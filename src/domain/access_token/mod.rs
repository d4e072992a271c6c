pub mod dto;
pub mod error;
pub mod service;
pub mod validation;

pub use dto::{
    AccessTokenRequest, AccessTokenResponse, InvalidTokenFormat, PresetTokenBody,
    TokenPermissions, TokenPreset, TokenValidation, UpstreamAccessToken, ValidateTokenRequest,
};
pub use error::AccessTokenServiceError;
pub use service::{AccessTokenService, AccessTokenServiceApi, TokenCheck};
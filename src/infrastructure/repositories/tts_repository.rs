use crate::domain::tts::SynthesisRequest;
use async_trait::async_trait;

use super::upstream_error::UpstreamError;

/// Raw output of the provider's synthesis endpoint
#[derive(Debug, Clone, PartialEq)]
pub struct SynthesizedAudio {
    pub audio_data: Vec<u8>,
    /// Identifier of the stored file when the provider saved the output
    pub file_id: Option<String>,
}

/// Repository for TTS synthesis operations.
/// Abstracts the underlying provider call so services can be tested without a network.
///
/// Implementations are responsible for:
/// - Attaching the provider credential and version headers
/// - Retrying transient failures
/// - Classifying failures into `UpstreamError`
#[async_trait]
pub trait TtsRepository: Send + Sync {
    /// Synthesize a normalized request using the caller's bearer credential
    ///
    /// # Errors
    /// `BadRequest` for 4xx answers, `ServerError` once retries are exhausted
    /// on 5xx answers, `Unknown` when no response was received
    async fn synthesize(
        &self,
        request: &SynthesisRequest,
        bearer_token: &str,
    ) -> Result<SynthesizedAudio, UpstreamError>;
}
use anyhow::Result;
use axum::Router;
use std::net::SocketAddr;
use std::sync::Arc;
use test_context::AsyncTestContext;
use tokio::net::TcpListener;
use voice_gateway::infrastructure::config::{Config, Environment, LogFormat};
use voice_gateway::infrastructure::http::create_app;
use wiremock::MockServer;

pub mod api_client;

use api_client::TestClient;

pub const VOICE_ID: &str = "123e4567-e89b-12d3-a456-426614174000";

/// A running gateway wired to a mock Cartesia API
pub struct TestContext {
    pub client: TestClient,
    pub upstream: MockServer,
    #[allow(dead_code)]
    pub config: Config,
}

impl AsyncTestContext for TestContext {
    fn setup() -> impl std::future::Future<Output = Self> + Send {
        async {
            // Fresh mock upstream per test, so recorded calls never leak between tests
            let upstream = MockServer::start().await;

            let config = Config {
                host: "127.0.0.1".to_string(),
                port: 0, // Will be assigned by the OS
                environment: Environment::Development,
                log_format: LogFormat::Pretty,
                cartesia_api_url: upstream.uri(),
                cartesia_timeout_ms: 2_000,
                cartesia_max_attempts: 3,
                // Real backoff shape, shortened
                cartesia_retry_base_delay_ms: 10,
                rate_limit_enabled: false,
                ..Config::default()
            };

            let app = create_app(Arc::new(config.clone())).expect("Failed to create app");
            let base_url = spawn_server(app).await.expect("Failed to start server");

            Self {
                client: TestClient::new(&base_url),
                upstream,
                config,
            }
        }
    }

    fn teardown(self) -> impl std::future::Future<Output = ()> + Send {
        async {
            // MockServer verifies `expect(..)` counts when dropped
        }
    }
}

impl TestContext {
    /// Number of requests the mock upstream received
    pub async fn upstream_calls(&self) -> usize {
        self.upstream
            .received_requests()
            .await
            .map(|requests| requests.len())
            .unwrap_or(0)
    }
}

async fn spawn_server(app: Router) -> Result<String> {
    let listener = TcpListener::bind("127.0.0.1:0").await?;
    let addr = listener.local_addr()?;

    tokio::spawn(async move {
        axum::serve(
            listener,
            app.into_make_service_with_connect_info::<SocketAddr>(),
        )
        .await
        .unwrap();
    });

    Ok(format!("http://{}", addr))
}
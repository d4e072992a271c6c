use crate::error::AppError;
use crate::infrastructure::repositories::UpstreamError;

#[derive(Debug, thiserror::Error)]
pub enum AccessTokenServiceError {
    #[error("{0}")]
    Invalid(String),

    #[error("Cartesia Auth API error: {message}")]
    Upstream {
        status: u16,
        message: String,
        request_id: Option<String>,
    },
}

impl From<UpstreamError> for AccessTokenServiceError {
    fn from(err: UpstreamError) -> Self {
        let status = err.status();
        let message = match status {
            401 => "Invalid or expired auth token".to_string(),
            403 => "Insufficient permissions to generate access token".to_string(),
            429 => "Too many token generation requests".to_string(),
            _ => err.detail().to_string(),
        };

        AccessTokenServiceError::Upstream {
            status,
            message,
            request_id: err.request_id().map(str::to_string),
        }
    }
}

impl From<AccessTokenServiceError> for AppError {
    fn from(err: AccessTokenServiceError) -> Self {
        let message = err.to_string();
        match err {
            AccessTokenServiceError::Invalid(msg) => AppError::Validation(msg),
            AccessTokenServiceError::Upstream {
                status, request_id, ..
            } => AppError::Upstream {
                status,
                message,
                request_id,
            },
        }
    }
}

* Task to complete
All of the entries above should be written out verbatim.

* Answer to the exercise
filename src/domain/access_token/mod.rs
repository d4e072992a271c6c
pub mod dto;
pub mod error;
pub mod service;
pub mod validation;

pub use dto::{
    AccessTokenRequest, AccessTokenResponse, InvalidTokenFormat, PresetTokenBody,
    TokenPermissions, TokenPreset, TokenValidation, UpstreamAccessToken, ValidateTokenRequest,
};
pub use error::AccessTokenServiceError;
pub use service::{AccessTokenService, AccessTokenServiceApi, TokenCheck};
filename src/infrastructure/repositories/tts_repository.rs
use crate::domain::tts::SynthesisRequest;
use async_trait::async_trait;

use super::upstream_error::UpstreamError;

/// Raw output of the provider's synthesis endpoint
#[derive(Debug, Clone, PartialEq)]
pub struct SynthesizedAudio {
    pub audio_data: Vec<u8>,
    /// Identifier of the stored file when the provider saved the output
    pub file_id: Option<String>,
}

/// Repository for TTS synthesis operations.
/// Abstracts the underlying provider call so services can be tested without a network.
///
/// Implementations are responsible for:
/// - Attaching the provider credential and version headers
/// - Retrying transient failures
/// - Classifying failures into `UpstreamError`
#[async_trait]
pub trait TtsRepository: Send + Sync {
    /// Synthesize a normalized request using the caller's bearer credential
    ///
    /// # Errors
    /// `BadRequest` for 4xx answers, `ServerError` once retries are exhausted
    /// on 5xx answers, `Unknown` when no response was received
    async fn synthesize(
        &self,
        request: &SynthesisRequest,
        bearer_token: &str,
    ) -> Result<SynthesizedAudio, UpstreamError>;
}
use anyhow::Result;
use axum::Router;
use std::net::SocketAddr;
use std::sync::Arc;
use test_context::AsyncTestContext;
use tokio::net::TcpListener;
use voice_gateway::infrastructure::config::{Config, Environment, LogFormat};
use voice_gateway::infrastructure::http::create_app;
use wiremock::MockServer;

pub mod api_client;

use api_client::TestClient;

pub const VOICE_ID: &str = "123e4567-e89b-12d3-a456-426614174000";

/// A running gateway wired to a mock Cartesia API
pub struct TestContext {
    pub client: TestClient,
    pub upstream: MockServer,
    #[allow(dead_code)]
    pub config: Config,
}

impl AsyncTestContext for TestContext {
    fn setup() -> impl std::future::Future<Output = Self> + Send {
        async {
            // Fresh mock upstream per test, so recorded calls never leak between tests
            let upstream = MockServer::start().await;

            let config = Config {
                host: "127.0.0.1".to_string(),
                port: 0, // Will be assigned by the OS
                environment: Environment::Development,
                log_format: LogFormat::Pretty,
                cartesia_api_url: upstream.uri(),
                cartesia_timeout_ms: 2_000,
                cartesia_max_attempts: 3,
                // Real backoff shape, shortened
                cartesia_retry_base_delay_ms: 10,
                rate_limit_enabled: false,
                ..Config::default()
            };

            let app = create_app(Arc::new(config.clone())).expect("Failed to create app");
            let base_url = spawn_server(app).await.expect("Failed to start server");

            Self {
                client: TestClient::new(&base_url),
                upstream,
                config,
            }
        }
    }

    fn teardown(self) -> impl std::future::Future<Output = ()> + Send {
        async {
            // MockServer verifies `expect(..)` counts when dropped
        }
    }
}

impl TestContext {
    /// Number of requests the mock upstream received
    pub async fn upstream_calls(&self) -> usize {
        self.upstream
            .received_requests()
            .await
            .map(|requests| requests.len())
            .unwrap_or(0)
    }
}

async fn spawn_server(app: Router) -> Result<String> {
    let listener = TcpListener::bind("127.0.0.1:0").await?;
    let addr = listener.local_addr()?;

    tokio::spawn(async move {
        axum::serve(
            listener,
            app.into_make_service_with_connect_info::<SocketAddr>(),
        )
        .await
        .unwrap();
    });

    Ok(format!("http://{}", addr))
}
repository d4e072992a271c6c
use crate::error::AppError;
use crate::infrastructure::repositories::UpstreamError;

#[derive(Debug, thiserror::Error)]
pub enum AccessTokenServiceError {
    #[error("{0}")]
    Invalid(String),

    #[error("Cartesia Auth API error: {message}")]
    Upstream {
        status: u16,
        message: String,
        request_id: Option<String>,
    },
}

impl From<UpstreamError> for AccessTokenServiceError {
    fn from(err: UpstreamError) -> Self {
        let status = err.status();
        let message = match status {
            401 => "Invalid or expired auth token".to_string(),
            403 => "Insufficient permissions to generate access token".to_string(),
            429 => "Too many token generation requests".to_string(),
            _ => err.detail().to_string(),
        };

        AccessTokenServiceError::Upstream {
            status,
            message,
            request_id: err.request_id().map(str::to_string),
        }
    }
}

impl From<AccessTokenServiceError> for AppError {
    fn from(err: AccessTokenServiceError) -> Self {
        let message = err.to_string();
        match err {
            AccessTokenServiceError::Invalid(msg) => AppError::Validation(msg),
            AccessTokenServiceError::Upstream {
                status, request_id, ..
            } => AppError::Upstream {
                status,
                message,
                request_id,
            },
        }
    }
}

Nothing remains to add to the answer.